In a leap forward for genetic and biomedical research, two scientists at the University of Missouri have developed a powerful new artificial intelligence tool that can predict the 3D shape of chromosomes inside individual cells, helping researchers gain a new view of how our genes work.Historically, scientists have relied on data that averaged results from millions of cells at once. That makes it almost impossible to see the unique differences between individual cells.

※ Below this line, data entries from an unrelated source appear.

//! Typed view over a project's `package.json`.
//!
//! Only two parts of the document belong to fe-kit:
//!
//! - `dependencies`: package name → version constraint
//! - `feKit.modules`: module name → `{ "version": ... }`, the record of which
//!   modules were added or upgraded through the tool
//!
//! Everything else (scripts, devDependencies, unknown keys inside `feKit`) is
//! carried through untouched, in its original key order.
//!
//! # Section policy
//!
//! An absent section parses as empty. When rendering, a section is written
//! back if it was present in the source document or if it is non-empty now,
//! so loading and saving an untouched manifest never adds empty sections.

use std::collections::BTreeMap;

use serde::{Deserialize, Serialize};
use serde_json::{Map, Value};

use kit_fs::{NormalizedPath, io};

use crate::error::{Error, Result};

/// Version constraint written for every added or upgraded module.
pub const LATEST: &str = "latest";

const DEPENDENCIES_KEY: &str = "dependencies";

/// Top-level key of the tool-owned section.
pub const KIT_SECTION_KEY: &str = "feKit";

/// Tracking record for one module.
#[derive(Debug, Clone, Default, PartialEq, Eq, Serialize, Deserialize)]
pub struct ModuleRecord {
    /// Version recorded at the last add/upgrade.
    #[serde(default, skip_serializing_if = "Option::is_none")]
    pub version: Option<String>,

    /// Other fields in the record, kept as written.
    #[serde(flatten)]
    pub extra: Map<String, Value>,
}

impl ModuleRecord {
    pub fn latest() -> Self {
        Self {
            version: Some(LATEST.to_string()),
            extra: Map::new(),
        }
    }
}

/// The `feKit` section.
#[derive(Debug, Clone, Default, PartialEq, Serialize, Deserialize)]
pub struct KitSection {
    /// Modules installed or upgraded through the tool, in document order.
    #[serde(default, skip_serializing_if = "Vec::is_empty", with = "module_table")]
    pub modules: Vec<(String, ModuleRecord)>,

    /// Keys inside `feKit` that this version does not know about.
    #[serde(flatten)]
    pub extra: Map<String, Value>,
}

impl KitSection {
    pub fn record(&self, module: &str) -> Option<&ModuleRecord> {
        self.modules
            .iter()
            .find(|(name, _)| name == module)
            .map(|(_, record)| record)
    }

    /// Replace the record for `module` in place, or append it.
    pub fn set_record(&mut self, module: &str, record: ModuleRecord) {
        match self.modules.iter_mut().find(|(name, _)| name == module) {
            Some((_, existing)) => *existing = record,
            None => self.modules.push((module.to_string(), record)),
        }
    }
}

/// `feKit.modules` as a JSON object whose key order is kept.
mod module_table {
    use serde::de::Error as _;
    use serde::{Deserialize, Deserializer, Serializer};
    use serde_json::{Map, Value};

    use super::ModuleRecord;

    pub fn serialize<S: Serializer>(
        modules: &[(String, ModuleRecord)],
        serializer: S,
    ) -> Result<S::Ok, S::Error> {
        serializer.collect_map(modules.iter().map(|(name, record)| (name, record)))
    }

    pub fn deserialize<'de, D: Deserializer<'de>>(
        deserializer: D,
    ) -> Result<Vec<(String, ModuleRecord)>, D::Error> {
        Map::<String, Value>::deserialize(deserializer)?
            .into_iter()
            .map(|(name, value)| {
                let record = ModuleRecord::deserialize(value)
                    .map_err(|e| D::Error::custom(format!("module '{name}': {e}")))?;
                Ok((name, record))
            })
            .collect()
    }
}

/// A loaded project manifest.
#[derive(Debug, Clone)]
pub struct Manifest {
    path: NormalizedPath,
    source: String,
    document: Map<String, Value>,
    had_dependencies: bool,
    had_kit: bool,

    /// Package name → version constraint.
    pub dependencies: BTreeMap<String, String>,

    /// The tool-owned `feKit` section.
    pub kit: KitSection,
}

impl Manifest {
    /// Read and parse the manifest at `path`.
    ///
    /// # Errors
    ///
    /// [`Error::ManifestNotFound`] if there is no file at `path`,
    /// [`Error::ManifestParse`] if it is not a JSON object with well-formed
    /// fe-kit sections.
    pub fn load(path: &NormalizedPath) -> Result<Self> {
        let source = match io::read_text(path) {
            Ok(source) => source,
            Err(e) if e.is_not_found() => {
                return Err(Error::ManifestNotFound {
                    path: path.to_native(),
                });
            }
            Err(e) => return Err(e.into()),
        };
        Self::parse(path.clone(), source)
    }

    /// Parse manifest text that was read from `path`.
    pub fn parse(path: NormalizedPath, source: String) -> Result<Self> {
        let parse_err = |message: String| Error::ManifestParse {
            path: path.to_native(),
            message,
        };

        let document = match serde_json::from_str::<Value>(&source) {
            Ok(Value::Object(map)) => map,
            Ok(_) => return Err(parse_err("top-level value must be a JSON object".into())),
            Err(e) => return Err(parse_err(e.to_string())),
        };

        let had_dependencies = document.contains_key(DEPENDENCIES_KEY);
        let dependencies = match document.get(DEPENDENCIES_KEY) {
            Some(value) => BTreeMap::<String, String>::deserialize(value).map_err(|e| {
                parse_err(format!("'{DEPENDENCIES_KEY}' must map package names to version strings: {e}"))
            })?,
            None => BTreeMap::new(),
        };

        let had_kit = document.contains_key(KIT_SECTION_KEY);
        let kit = match document.get(KIT_SECTION_KEY) {
            Some(value) => KitSection::deserialize(value)
                .map_err(|e| parse_err(format!("invalid '{KIT_SECTION_KEY}' section: {e}")))?,
            None => KitSection::default(),
        };

        Ok(Self {
            path,
            source,
            document,
            had_dependencies,
            had_kit,
            dependencies,
            kit,
        })
    }

    /// Where this manifest was loaded from.
    pub fn path(&self) -> &NormalizedPath {
        &self.path
    }

    /// The text the manifest was loaded from.
    pub fn source(&self) -> &str {
        &self.source
    }

    /// Names of tracked modules in document order.
    pub fn tracked_modules(&self) -> Vec<String> {
        self.kit.modules.iter().map(|(name, _)| name.clone()).collect()
    }

    pub fn is_tracked(&self, module: &str) -> bool {
        self.kit.record(module).is_some()
    }

    /// Point `package` at [`LATEST`] and record `module` as upgraded to it.
    ///
    /// Always overwrites; calling it twice leaves the same state as once.
    pub fn stage_module(&mut self, module: &str, package: &str) {
        self.dependencies
            .insert(package.to_string(), LATEST.to_string());
        self.kit.set_record(module, ModuleRecord::latest());
    }

    /// Check that every `(module, package)` pair is tracked and has its
    /// package in `dependencies`.
    pub fn verify_staged<'a>(
        &self,
        staged: impl IntoIterator<Item = (&'a str, &'a str)>,
    ) -> Result<()> {
        for (module, package) in staged {
            if !self.is_tracked(module) || !self.dependencies.contains_key(package) {
                return Err(Error::InconsistentState {
                    module: module.to_string(),
                    package: package.to_string(),
                });
            }
        }
        Ok(())
    }

    /// Render the full document: 2-space indentation, trailing newline.
    pub fn render(&self) -> Result<String> {
        let mut document = self.document.clone();

        if self.had_dependencies || !self.dependencies.is_empty() {
            let value = serde_json::to_value(&self.dependencies)
                .map_err(|e| Error::ManifestSerialize(e.to_string()))?;
            document.insert(DEPENDENCIES_KEY.to_string(), value);
        }

        if self.had_kit || !self.kit.modules.is_empty() || !self.kit.extra.is_empty() {
            let value = serde_json::to_value(&self.kit)
                .map_err(|e| Error::ManifestSerialize(e.to_string()))?;
            document.insert(KIT_SECTION_KEY.to_string(), value);
        }

        let mut rendered = serde_json::to_string_pretty(&Value::Object(document))
            .map_err(|e| Error::ManifestSerialize(e.to_string()))?;
        rendered.push('\n');
        Ok(rendered)
    }

    /// Persist the full document atomically and return the written text.
    pub fn save(&self) -> Result<String> {
        let rendered = self.render()?;
        io::write_text(&self.path, &rendered)?;
        tracing::info!(path = %self.path, "manifest written");
        Ok(rendered)
    }
}

#[cfg(test)]
mod tests {
    use super::*;
    use pretty_assertions::assert_eq;

    fn parse(source: &str) -> Manifest {
        Manifest::parse(NormalizedPath::new("/proj/package.json"), source.to_string()).unwrap()
    }

    #[test]
    fn test_absent_sections_parse_as_empty() {
        let manifest = parse(r#"{ "name": "app" }"#);
        assert!(manifest.dependencies.is_empty());
        assert!(manifest.kit.modules.is_empty());
        assert!(manifest.tracked_modules().is_empty());
    }

    #[test]
    fn test_untouched_manifest_gains_no_sections() {
        let manifest = parse("{\n  \"name\": \"app\"\n}\n");
        assert_eq!(manifest.render().unwrap(), manifest.source());
    }

    #[test]
    fn test_present_empty_section_is_kept() {
        let manifest = parse(r#"{"name":"app","dependencies":{}}"#);
        assert_eq!(
            manifest.render().unwrap(),
            "{\n  \"name\": \"app\",\n  \"dependencies\": {}\n}\n"
        );
    }

    #[test]
    fn test_stage_module_creates_both_sections() {
        let mut manifest = parse(r#"{ "name": "app" }"#);
        manifest.stage_module("utils", "jundev-utils");

        assert_eq!(manifest.dependencies.get("jundev-utils").map(String::as_str), Some(LATEST));
        assert_eq!(manifest.kit.record("utils"), Some(&ModuleRecord::latest()));

        let rendered = manifest.render().unwrap();
        let expected = r#"{
  "name": "app",
  "dependencies": {
    "jundev-utils": "latest"
  },
  "feKit": {
    "modules": {
      "utils": {
        "version": "latest"
      }
    }
  }
}
"#;
        assert_eq!(rendered, expected);
    }

    #[test]
    fn test_key_order_preserved() {
        let mut manifest = parse(
            r#"{"name":"app","dependencies":{"react":"^18.2.0"},"scripts":{"dev":"vite"},"version":"1.0.0"}"#,
        );
        manifest.stage_module("http", "axios");

        let rendered = manifest.render().unwrap();
        let keys: Vec<String> = serde_json::from_str::<Map<String, Value>>(&rendered)
            .unwrap()
            .keys()
            .cloned()
            .collect();
        assert_eq!(keys, vec!["name", "dependencies", "scripts", "version", "feKit"]);
    }

    #[test]
    fn test_unrelated_dependencies_untouched() {
        let mut manifest = parse(r#"{"dependencies":{"react":"^18.2.0","axios":"1.6.0"}}"#);
        manifest.stage_module("http", "axios");

        assert_eq!(manifest.dependencies.get("react").map(String::as_str), Some("^18.2.0"));
        assert_eq!(manifest.dependencies.get("axios").map(String::as_str), Some(LATEST));
    }

    #[test]
    fn test_unknown_kit_keys_preserved() {
        let mut manifest = parse(r#"{"feKit":{"theme":"dark","modules":{"old":{}}}}"#);
        manifest.stage_module("utils", "jundev-utils");

        let rendered: Value = serde_json::from_str(&manifest.render().unwrap()).unwrap();
        assert_eq!(rendered["feKit"]["theme"], "dark");
        assert_eq!(rendered["feKit"]["modules"]["old"], serde_json::json!({}));
        assert_eq!(rendered["feKit"]["modules"]["utils"]["version"], "latest");
    }

    #[test]
    fn test_record_without_version_round_trips() {
        let manifest = parse(r#"{"feKit":{"modules":{"utils":{}}}}"#);
        assert_eq!(manifest.kit.record("utils").unwrap().version, None);
        assert!(manifest.render().unwrap().contains("\"utils\": {}"));
    }

    #[test]
    fn test_untouched_record_fields_survive_write() {
        let mut manifest = parse(
            r#"{"feKit":{"modules":{"alpha":{"version":"1.0","pinned":true},"beta":{"version":"0.1","note":"x"}}}}"#,
        );
        manifest.stage_module("beta", "pkg-b");
        manifest.stage_module("gamma", "pkg-shared");

        let rendered: Value = serde_json::from_str(&manifest.render().unwrap()).unwrap();
        assert_eq!(
            rendered["feKit"]["modules"]["alpha"],
            serde_json::json!({ "version": "1.0", "pinned": true })
        );
        // Staged records are replaced outright
        assert_eq!(
            rendered["feKit"]["modules"]["beta"],
            serde_json::json!({ "version": "latest" })
        );
    }

    #[test]
    fn test_tracked_modules_follow_document_order() {
        let mut manifest = parse(r#"{"feKit":{"modules":{"zeta":{},"alpha":{}}}}"#);
        assert_eq!(manifest.tracked_modules(), vec!["zeta", "alpha"]);

        manifest.stage_module("zeta", "pkg-z");
        manifest.stage_module("beta", "pkg-b");
        assert_eq!(manifest.tracked_modules(), vec!["zeta", "alpha", "beta"]);
    }

    #[test]
    fn test_malformed_record_rejected() {
        let err = Manifest::parse(
            NormalizedPath::new("/p/package.json"),
            r#"{"feKit":{"modules":{"utils":{"version":3}}}}"#.into(),
        )
        .unwrap_err();
        assert!(matches!(err, Error::ManifestParse { ref message, .. } if message.contains("utils")));
    }

    #[test]
    fn test_verify_staged_detects_missing_package() {
        let mut manifest = parse("{}");
        manifest.stage_module("utils", "jundev-utils");
        manifest.dependencies.remove("jundev-utils");

        let err = manifest
            .verify_staged([("utils", "jundev-utils")])
            .unwrap_err();
        assert!(matches!(err, Error::InconsistentState { ref module, .. } if module == "utils"));
    }

    #[test]
    fn test_non_object_rejected() {
        let err = Manifest::parse(NormalizedPath::new("/p/package.json"), "[1, 2]".into())
            .unwrap_err();
        assert!(matches!(err, Error::ManifestParse { ref message, .. } if message.contains("object")));
    }

    #[test]
    fn test_non_string_dependency_rejected() {
        let err = Manifest::parse(
            NormalizedPath::new("/p/package.json"),
            r#"{"dependencies":{"react":18}}"#.into(),
        )
        .unwrap_err();
        assert!(matches!(err, Error::ManifestParse { .. }));
    }

    #[test]
    fn test_load_missing_file() {
        let dir = tempfile::tempdir().unwrap();
        let path = NormalizedPath::new(dir.path().join("package.json"));
        let err = Manifest::load(&path).unwrap_err();
        assert!(matches!(err, Error::ManifestNotFound { .. }));
    }
}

But the new AI model developed by Yanli Wang and Jianlin “Jack” Cheng at Mizzou’s College of Engineering changes that. Studying single cells is tricky because the data is often messy or incomplete. But the new AI tool is specially designed to work with those challenges. It’s smart enough to spot weak patterns in noisy data, and it knows how to estimate a chromosome’s 3D shape even when some information is missing. The team has made the software free and available to scientists around the world. That means researchers can now use it to better understand how genes function, how diseases start and how to design better treatments. The researchers now plan to improve the AI tool even further by expanding it to build the high-resolution structures of entire genomes. Their goal: to give scientists the clearest picture yet of the genetic blueprint inside our cells.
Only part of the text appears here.